Until I found myself drawn to the game he loved so dearly. I started in late April with a golf net, which led to trips to the driving range and eventually, by mid-June, playing. I got obsessed, and my husband let me know that he knew it was a coping mechanism, but that maybe I needed not to golf so much.

Golf, when played well, is a form of meditation. It’s a perfect balance between intensity and relaxation, the irony being the more relaxed you are when you swing, the better your shots will be. Out on the range, nothing mattered but physics and sunshine.

I finally understood why my grandfather golfed so much and why he loved the game as much as he did. It wasn’t just about escaping from problems at home. It was about being outside, seeing birds, being with your friends and hitting the perfect shot. I realized through golf that like me, my grandfather must have been a perfectionist, hypercompetitive, strong and focused. I wasn’t becoming my grandfather; a part of myself had always been just like him. I had just not seen it before. My broken fragments fit together, after all this time. Suitable for an archaeologist.

But by late summer, my husband’s words began to ring true. I worried about the damage my grandfather’s obsession with golf might have done to his family, and I thought I should do better. I had spent too many years on the road, missing things I can never get back. So I started taking my husband and son to the range and using our yard net far more.

I have been calling the pandemic our “great marination,” a time to sit and stew and absorb the important things we ignore when we are moving nonstop. It had taken months of quiet for me to see, finally, a lifetime of escaping, first with the endless travel and then with golfing.

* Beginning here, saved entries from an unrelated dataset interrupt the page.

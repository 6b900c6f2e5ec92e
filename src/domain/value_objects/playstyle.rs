//! Playstyle value object - the strategic style a combination is built for

use std::str::FromStr;

use serde::{Deserialize, Serialize};

/// Playing style used to key equipment suggestions
#[derive(
    Debug, Clone, Copy, PartialEq, Eq, PartialOrd, Ord, Hash, Serialize, Deserialize, Default,
)]
#[serde(rename_all = "kebab-case")]
pub enum Playstyle {
    /// Close-to-the-table topspin attack
    Attacker,
    /// Mid/far distance chopping and blocking
    Defender,
    /// Balanced attack and defence
    #[serde(alias = "allround")]
    AllRound,
    /// Counter-hitting from a short block
    Counter,
    /// Equal forehand and backhand attack
    TwoWinged,
    /// Anything else; also the catalog fallback
    #[default]
    Other,
}

impl Playstyle {
    pub const ALL: [Playstyle; 6] = [
        Playstyle::Attacker,
        Playstyle::Defender,
        Playstyle::AllRound,
        Playstyle::Counter,
        Playstyle::TwoWinged,
        Playstyle::Other,
    ];

    /// Parse free text, falling back to `Other` for anything unrecognized.
    pub fn parse_lenient(raw: &str) -> Self {
        raw.parse().unwrap_or(Playstyle::Other)
    }

    /// Stable identifier used in config files and CLI arguments
    pub fn key(&self) -> &'static str {
        match self {
            Playstyle::Attacker => "attacker",
            Playstyle::Defender => "defender",
            Playstyle::AllRound => "all-round",
            Playstyle::Counter => "counter",
            Playstyle::TwoWinged => "two-winged",
            Playstyle::Other => "other",
        }
    }

    /// Get a human-readable display name
    pub fn display_name(&self) -> &'static str {
        match self {
            Playstyle::Attacker => "Attacker",
            Playstyle::Defender => "Defender",
            Playstyle::AllRound => "All-round",
            Playstyle::Counter => "Counter",
            Playstyle::TwoWinged => "Two-Winged",
            Playstyle::Other => "Other",
        }
    }
}

impl std::fmt::Display for Playstyle {
    fn fmt(&self, f: &mut std::fmt::Formatter<'_>) -> std::fmt::Result {
        write!(f, "{}", self.display_name())
    }
}

/// Error returned when text does not name a known playstyle.
#[derive(Debug, Clone, PartialEq, Eq, thiserror::Error)]
#[error("unknown playstyle '{0}'")]
pub struct UnknownPlaystyle(pub String);

impl FromStr for Playstyle {
    type Err = UnknownPlaystyle;

    fn from_str(s: &str) -> Result<Self, Self::Err> {
        let normalized: String = s
            .trim()
            .chars()
            .filter(|c| !matches!(c, ' ' | '-' | '_'))
            .flat_map(char::to_lowercase)
            .collect();

        // Japanese labels come from documents written by the first release.
        match normalized.as_str() {
            "attacker" | "attack" | "offensive" | "攻撃型" => Ok(Playstyle::Attacker),
            "defender" | "defense" | "defence" | "defensive" | "chopper" | "守備型" => {
                Ok(Playstyle::Defender)
            }
            "allround" | "allrounder" | "オールラウンド" => Ok(Playstyle::AllRound),
            "counter" | "counterattacker" | "blocker" => Ok(Playstyle::Counter),
            "twowinged" | "twowings" => Ok(Playstyle::TwoWinged),
            "other" | "custom" | "その他" => Ok(Playstyle::Other),
            _ => Err(UnknownPlaystyle(s.to_string())),
        }
    }
}
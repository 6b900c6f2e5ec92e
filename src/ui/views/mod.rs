pub mod catalog;
pub mod combinations;
pub mod messages;
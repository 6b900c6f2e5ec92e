use racketbook::config::ConfigWarning;

use crate::ui::text::ColoredText;
use crate::ui::theme::Icon;

pub fn render_config_warning(warning: &ConfigWarning, color: bool, unicode: bool) -> String {
    format!(
        "{} {}\n",
        ColoredText::warning(Icon::Warning.glyph(unicode)).render(color),
        ColoredText::warning(warning.to_string()).render(color)
    )
}

pub fn render_error(message: &str, color: bool, unicode: bool) -> String {
    format!(
        "{} {}\n",
        ColoredText::error(Icon::Error.glyph(unicode)).render(color),
        ColoredText::error(message).render(color)
    )
}

pub fn render_notice(message: &str, color: bool) -> String {
    format!("{}\n", ColoredText::dim(message).render(color))
}
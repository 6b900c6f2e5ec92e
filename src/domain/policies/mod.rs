//! Domain Policies
//!
//! Business rules that govern what may be persisted.
//! These are pure functions that operate on domain entities.

mod draft_policy;

pub use draft_policy::{DraftPolicy, ValidationError};
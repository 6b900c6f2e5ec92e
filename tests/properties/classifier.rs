//! Property tests for the playstyle classifier.

use proptest::prelude::*;

use racketbook::classify;
use racketbook::domain::services::classifier::{
    CONTROL_TIERS, LABEL_SEPARATOR, SPEED_TIERS, SPIN_TIERS,
};

/// Names built from known tokens mixed with arbitrary text.
fn equipment_name() -> impl Strategy<Value = String> {
    let token = prop_oneof![
        Just("Tenergy 05".to_string()),
        Just("Tenergy 64".to_string()),
        Just("Dignics 09C".to_string()),
        Just("DHS Hurricane 3 Neo".to_string()),
        Just("Palio CJ8000".to_string()),
        Just("Long Pips".to_string()),
        Just("Anti".to_string()),
        Just("VISCARIA".to_string()),
        Just("Defensive Blade".to_string()),
        "[ -~]{0,12}",
        "\\PC{0,8}",
    ];
    proptest::collection::vec(token, 0..3).prop_map(|parts| parts.join(" "))
}

proptest! {
    #![proptest_config(ProptestConfig {
        cases: 256,
        .. ProptestConfig::default()
    })]

    /// PROPERTY: every label is three known phrases joined by the separator.
    #[test]
    fn property_label_is_three_known_phrases(
        racket in equipment_name(),
        front in equipment_name(),
        back in equipment_name(),
    ) {
        let label = classify(&racket, &front, &back);
        let parts: Vec<&str> = label.split(LABEL_SEPARATOR).collect();

        prop_assert_eq!(parts.len(), 3, "label was {:?}", label);
        prop_assert!(SPEED_TIERS.contains(&parts[0]));
        prop_assert!(SPIN_TIERS.contains(&parts[1]));
        prop_assert!(CONTROL_TIERS.contains(&parts[2]));
    }

    /// PROPERTY: swapping front and back rubbers never changes the label.
    #[test]
    fn property_rubber_order_does_not_matter(
        racket in equipment_name(),
        front in equipment_name(),
        back in equipment_name(),
    ) {
        prop_assert_eq!(
            classify(&racket, &front, &back),
            classify(&racket, &back, &front)
        );
    }

    /// PROPERTY: matching ignores letter case.
    #[test]
    fn property_case_insensitive(
        racket in equipment_name(),
        front in equipment_name(),
    ) {
        prop_assume!(racket.is_ascii() && front.is_ascii());
        prop_assert_eq!(
            classify(&racket, &front, ""),
            classify(&racket.to_uppercase(), &front.to_lowercase(), "")
        );
    }
}
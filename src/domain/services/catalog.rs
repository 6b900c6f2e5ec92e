//! Equipment Catalog
//!
//! Immutable mapping from playstyle to suggested equipment. Built once at
//! startup; every playstyle resolves to a non-empty list, with `Other` as
//! the fallback for anything that has no entries of its own.

use std::collections::BTreeMap;

use serde::Serialize;

use crate::domain::value_objects::Playstyle;

/// A suggested racket with front and back rubbers.
#[derive(Debug, Clone, PartialEq, Eq, Serialize)]
pub struct EquipmentSet {
    pub racket: String,
    pub front: String,
    pub back: String,
}

impl EquipmentSet {
    pub fn new(racket: impl Into<String>, front: impl Into<String>, back: impl Into<String>) -> Self {
        Self {
            racket: racket.into(),
            front: front.into(),
            back: back.into(),
        }
    }
}

const BUILTIN: &[(Playstyle, &str, &str, &str)] = &[
    (Playstyle::Attacker, "VISCARIA", "DHS Hurricane 3 Neo", "Tenergy 05"),
    (Playstyle::Attacker, "ALC", "Tenergy 05", "Tenergy 64"),
    (Playstyle::Defender, "Defensive Blade", "XIOM Vega Europe", "Palio CJ8000"),
    (Playstyle::AllRound, "Allround Classic", "Tenergy 64", "Donic Bluefire M2"),
    (Playstyle::Counter, "Allround Classic", "Mark V", "Sriver"),
    (Playstyle::TwoWinged, "Carbon Speed", "Dignics 05", "Rasanter R47"),
    (Playstyle::Other, "Custom", "Custom Rubber", "Custom Rubber"),
];

#[derive(Debug, Clone, PartialEq, Eq)]
pub struct EquipmentCatalog {
    entries: BTreeMap<Playstyle, Vec<EquipmentSet>>,
}

impl EquipmentCatalog {
    /// The catalog shipped with the tool.
    pub fn builtin() -> Self {
        let mut entries: BTreeMap<Playstyle, Vec<EquipmentSet>> = BTreeMap::new();
        for (style, racket, front, back) in BUILTIN {
            entries
                .entry(*style)
                .or_default()
                .push(EquipmentSet::new(*racket, *front, *back));
        }
        Self { entries }
    }

    /// Replace the entries of every playstyle that appears in `overrides`.
    ///
    /// Playstyles absent from `overrides` keep their current entries.
    pub fn with_overrides<I>(mut self, overrides: I) -> Self
    where
        I: IntoIterator<Item = (Playstyle, EquipmentSet)>,
    {
        let mut grouped: BTreeMap<Playstyle, Vec<EquipmentSet>> = BTreeMap::new();
        for (style, set) in overrides {
            grouped.entry(style).or_default().push(set);
        }
        for (style, sets) in grouped {
            self.entries.insert(style, sets);
        }
        self
    }

    /// Suggestions for a playstyle, using the `Other` bucket when it has none.
    pub fn suggestions_for(&self, playstyle: Playstyle) -> &[EquipmentSet] {
        match self.entries.get(&playstyle) {
            Some(sets) if !sets.is_empty() => sets,
            _ => self.fallback(),
        }
    }

    /// Resolve free text to a playstyle and its suggestions.
    pub fn lookup(&self, playstyle: &str) -> (Playstyle, &[EquipmentSet]) {
        let style = Playstyle::parse_lenient(playstyle);
        (style, self.suggestions_for(style))
    }

    /// Every playstyle with its resolved suggestions, in declaration order.
    pub fn iter(&self) -> impl Iterator<Item = (Playstyle, &[EquipmentSet])> {
        Playstyle::ALL
            .into_iter()
            .map(move |style| (style, self.suggestions_for(style)))
    }

    fn fallback(&self) -> &[EquipmentSet] {
        self.entries
            .get(&Playstyle::Other)
            .map(Vec::as_slice)
            .unwrap_or(&[])
    }
}

impl Default for EquipmentCatalog {
    fn default() -> Self {
        Self::builtin()
    }
}

#[cfg(test)]
mod tests {
    use super::*;

    #[test]
    fn builtin_covers_every_playstyle() {
        let catalog = EquipmentCatalog::builtin();
        for (style, sets) in catalog.iter() {
            assert!(!sets.is_empty(), "{} has no suggestions", style);
        }
    }

    #[test]
    fn attacker_has_two_options() {
        let catalog = EquipmentCatalog::builtin();
        let sets = catalog.suggestions_for(Playstyle::Attacker);
        assert_eq!(sets.len(), 2);
        assert_eq!(sets[0].racket, "VISCARIA");
        assert_eq!(sets[1], EquipmentSet::new("ALC", "Tenergy 05", "Tenergy 64"));
    }

    #[test]
    fn unknown_text_falls_back_to_other() {
        let catalog = EquipmentCatalog::builtin();
        let (style, sets) = catalog.lookup("shakehand looper");
        assert_eq!(style, Playstyle::Other);
        assert_eq!(sets[0].racket, "Custom");
    }

    #[test]
    fn overrides_replace_only_named_playstyles() {
        let catalog = EquipmentCatalog::builtin().with_overrides([(
            Playstyle::Defender,
            EquipmentSet::new("Defensive Wood", "Sriver", "Long Pips"),
        )]);

        let defender = catalog.suggestions_for(Playstyle::Defender);
        assert_eq!(defender.len(), 1);
        assert_eq!(defender[0].racket, "Defensive Wood");
        assert_eq!(catalog.suggestions_for(Playstyle::Attacker).len(), 2);
    }

    #[test]
    fn empty_playstyle_entry_uses_fallback() {
        let mut catalog = EquipmentCatalog::builtin();
        catalog.entries.insert(Playstyle::Counter, Vec::new());
        assert_eq!(catalog.suggestions_for(Playstyle::Counter)[0].racket, "Custom");
    }
}
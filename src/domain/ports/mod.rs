//! Domain Ports (Interfaces)
//!
//! These traits define the boundaries of the domain layer.
//! Infrastructure layer provides concrete implementations.

pub mod combination_store;

pub use combination_store::{decode_snapshot, encode_snapshot, CombinationStore, StoreError};
//! List command handler

use anyhow::Result;
use serde_json::json;

use super::Session;
use crate::ui::json::emit;
use crate::ui::text::ColoredText;
use crate::ui::views::combinations::RecentListView;

pub fn cmd_list(session: &Session, limit: Option<usize>) -> Result<()> {
    let ui = session.ui;
    let service = session.service()?;
    let limit = limit.unwrap_or(session.config.display.recent_limit);

    let recent = service.list_recent(limit);
    let store = service.store();

    if ui.json {
        emit(json!({
            "command": "list",
            "backend": store.backend_name(),
            "location": store.location().display().to_string(),
            "combinations": recent,
        }))?;
        return Ok(());
    }

    if ui.verbose > 0 {
        println!(
            "{}",
            ColoredText::dim(format!("backend: {}", store.backend_name())).render(ui.color)
        );
    }
    print!(
        "{}",
        RecentListView::new(&recent, store.location()).render(ui.color, ui.unicode)
    );
    Ok(())
}
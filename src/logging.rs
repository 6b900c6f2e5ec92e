//! Tracing setup for the CLI.
//!
//! Events go to stderr so `--json` output on stdout stays parseable.
//! `RUST_LOG` wins over the verbosity flags.

use tracing_subscriber::{layer::SubscriberExt, util::SubscriberInitExt, EnvFilter};

/// Default filter directive for a `-v` count.
pub fn default_directive(verbose: u8) -> &'static str {
    match verbose {
        0 => "racketbook=warn",
        1 => "racketbook=info",
        _ => "racketbook=debug",
    }
}

pub fn init_cli_logger(verbose: u8, ansi: bool) {
    let filter = EnvFilter::try_from_default_env()
        .unwrap_or_else(|_| EnvFilter::new(default_directive(verbose)));

    // A second init (tests) is harmless; ignore it.
    let _ = tracing_subscriber::registry()
        .with(filter)
        .with(
            tracing_subscriber::fmt::layer()
                .with_writer(std::io::stderr)
                .with_ansi(ansi)
                .with_target(false)
                .with_thread_ids(false)
                .with_file(false)
                .with_line_number(false)
                .compact(),
        )
        .try_init();
}
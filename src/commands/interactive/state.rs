//! Form state for the interactive session

use racketbook::{Combination, Playstyle, Suggestion};

#[derive(Debug, Clone, Copy, PartialEq, Eq)]
pub enum MenuAction {
    Suggest,
    Enter,
    ShowRecent,
    Delete,
    Duplicate,
    Quit,
}

impl MenuAction {
    pub const ALL: [MenuAction; 6] = [
        MenuAction::Suggest,
        MenuAction::Enter,
        MenuAction::ShowRecent,
        MenuAction::Delete,
        MenuAction::Duplicate,
        MenuAction::Quit,
    ];

    pub fn label(self) -> &'static str {
        match self {
            MenuAction::Suggest => "Suggest equipment for a playstyle",
            MenuAction::Enter => "Enter my own combination",
            MenuAction::ShowRecent => "Show recent combinations",
            MenuAction::Delete => "Delete a saved combination",
            MenuAction::Duplicate => "Duplicate a saved combination",
            MenuAction::Quit => "Quit",
        }
    }

    /// Actions that need at least one saved combination are hidden otherwise.
    pub fn available(has_saved: bool) -> Vec<MenuAction> {
        Self::ALL
            .into_iter()
            .filter(|action| has_saved || !matches!(action, MenuAction::Delete | MenuAction::Duplicate))
            .collect()
    }
}

/// What the form remembers between menu rounds.
#[derive(Debug, Default)]
pub struct FormState {
    /// Last suggestion shown and not yet saved or discarded.
    pub pending: Option<Suggestion>,
}

impl FormState {
    pub fn take_pending(&mut self) -> Option<Suggestion> {
        self.pending.take()
    }
}

/// Playstyle text saved from the form, whether suggested or typed in.
pub fn saved_playstyle(style: Playstyle) -> &'static str {
    style.display_name()
}

/// One line per saved combination for a selection prompt.
pub fn choice_labels(combinations: &[Combination]) -> Vec<String> {
    combinations
        .iter()
        .map(|c| format!("#{} {}", c.id, c.summary()))
        .collect()
}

Staying in situ forced me to redirect my excavation trowel inward. I’m used to reconstructing the histories of other places and peoples from layers of dirt, and the irony of exhuming a part of my own history that I had long buried has not been lost. I never expected to discover illumination.

I thought I’d fallen in love with golf. The feel of the clubs, the sound of driving the ball, the thrill of sinking a putt, are all amazing. However, the love I have found is the profound one I have now for a man I’ve never met. As with a perfect golf swing, somewhere in between holding on and letting go, there is endless grace, for yourself and for all the pieces of the past you see that can make you whole, when you finally stop long enough to dig deep within.

Sarah Parcak is an archaeologist and author of “Archaeology From Space: How the Future Shapes Our Past.